Michael Sublett appeals from the district court’s order denying his petition
for a writ of habeas corpus. He argues that the state court’s determination that he
* This disposition is not appropriate for publication and is not precedent except as provided by Ninth Circuit Rule 36-3. ** The panel unanimously concludes this case is suitable for decision without oral argument. See Fed. R. App. P. 34(a)(2). *** The Honorable Danny J. Boggs, United States Circuit Judge for the U.S. Court of Appeals for the Sixth Circuit, sitting by designation. is not entitled to relief on his Sixth Amendment claim is unreasonable under 28
U.S.C. § 2254(d)(1) and (2). We affirm.
Sublett challenges his conviction on the basis that being forced to wear a
stun device at trial impeded his ability to communicate with counsel, which
constituted structural error warranting habeas relief without a showing of
prejudice. On postconviction review, the Washington Supreme Court held that
“[b]efore allowing the use of restraints, the trial court should conduct a hearing and
enter findings sufficient to justify their use.” But even though the trial court failed
to do that here, the court concluded, Sublett still had to show actual and substantial
prejudice to secure relief.
The state court’s decision is not “contrary to” or “an unreasonable
application of” Supreme Court precedent. 28 U.S.C. § 2254(d)(1). The Supreme
Court has held that the “Fifth and Fourteenth Amendments prohibit the use of
physical restraints visible to the jury absent a trial court determination, in the
exercise of its discretion, that they are justified by a state interest specific to a
particular trial[,]” such as “physical security, escape prevention, or courtroom
decorum.” Deck v. Missouri, 544 U.S. 622, 628–29 (2005). In addition,
restrictions on a defendant’s ability to consult with his attorney can constitute a
denial of the Sixth Amendment right to assistance of counsel, Perry v. Leeke, 488
U.S. 272, 284–85 (1989); Geders v. United States, 425 U.S. 80, 91 (1976), and to
2 the extent a physical restraint has that effect, it could presumably violate that right
as well. But the Supreme Court has not held that the use of a stun device
constitutes structural error when there is no evidence that the jury ever saw the
restraint, or any evidence that the defendant was barred from communicating with
counsel. The state court was thus not unreasonable in applying a prejudice inquiry
to determine whether relief was warranted. Indeed, we have reached the same
conclusion, holding that while the use of a nonvisible stun device at trial can
constitute constitutional error, a showing of actual prejudice is required for relief.
Gonzalez v. Pliler, 341 F.3d 897, 903–04 (9th Cir. 2003).

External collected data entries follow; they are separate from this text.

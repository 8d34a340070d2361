//! Home of the fractal views.

mod double;
mod fractal;
mod utils;
mod view;

pub use self::double::DoubleViewManager;
pub use self::fractal::{CameraMut, Fractal, FractalType, DEFAULT_ZOOM_LEVEL};
pub use self::view::{Buffers, FractalLoadError, FractalView};
pub use self::prelude::{FONT_PATH, SHADERS_PATH};

mod prelude;
use chrono::{DateTime, Utc};
use serde::{Deserialize, Serialize};
use sqlx::FromRow;

/// A registered account row. The password column holds only the one-way
/// hash and never serializes out.
#[derive(Debug, Clone, Serialize, FromRow)]
pub struct User {
    pub id: i64,
    pub email: String,
    pub name: String,
    #[serde(skip_serializing)]
    pub password: String,
    pub created_at: DateTime<Utc>,
}

/// Identity stored in the session and exposed to clients.
#[derive(Debug, Clone, PartialEq, Eq, Serialize, Deserialize)]
pub struct SessionUser {
    pub id: i64,
    pub email: String,
    pub name: String,
}

impl From<&User> for SessionUser {
    fn from(user: &User) -> Self {
        Self {
            id: user.id,
            email: user.email.clone(),
            name: user.name.clone(),
        }
    }
}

Nor was the Washington Supreme Court’s decision “based on an
unreasonable determination of the facts.” 28 U.S.C. § 2254(d)(2). The court relied
on findings from the trial court’s postconviction hearing that “there was no
evidence that the jury saw the device or that it was readily apparent.” And
although the device “may have altered” Sublett’s behavior in court, he “was able to
regularly communicate with his attorneys at trial and during recesses.” In light of
these factual findings, which Sublett does not challenge, the court reasonably
concluded that Sublett “cannot show actual and substantial prejudice.”
AFFIRMED.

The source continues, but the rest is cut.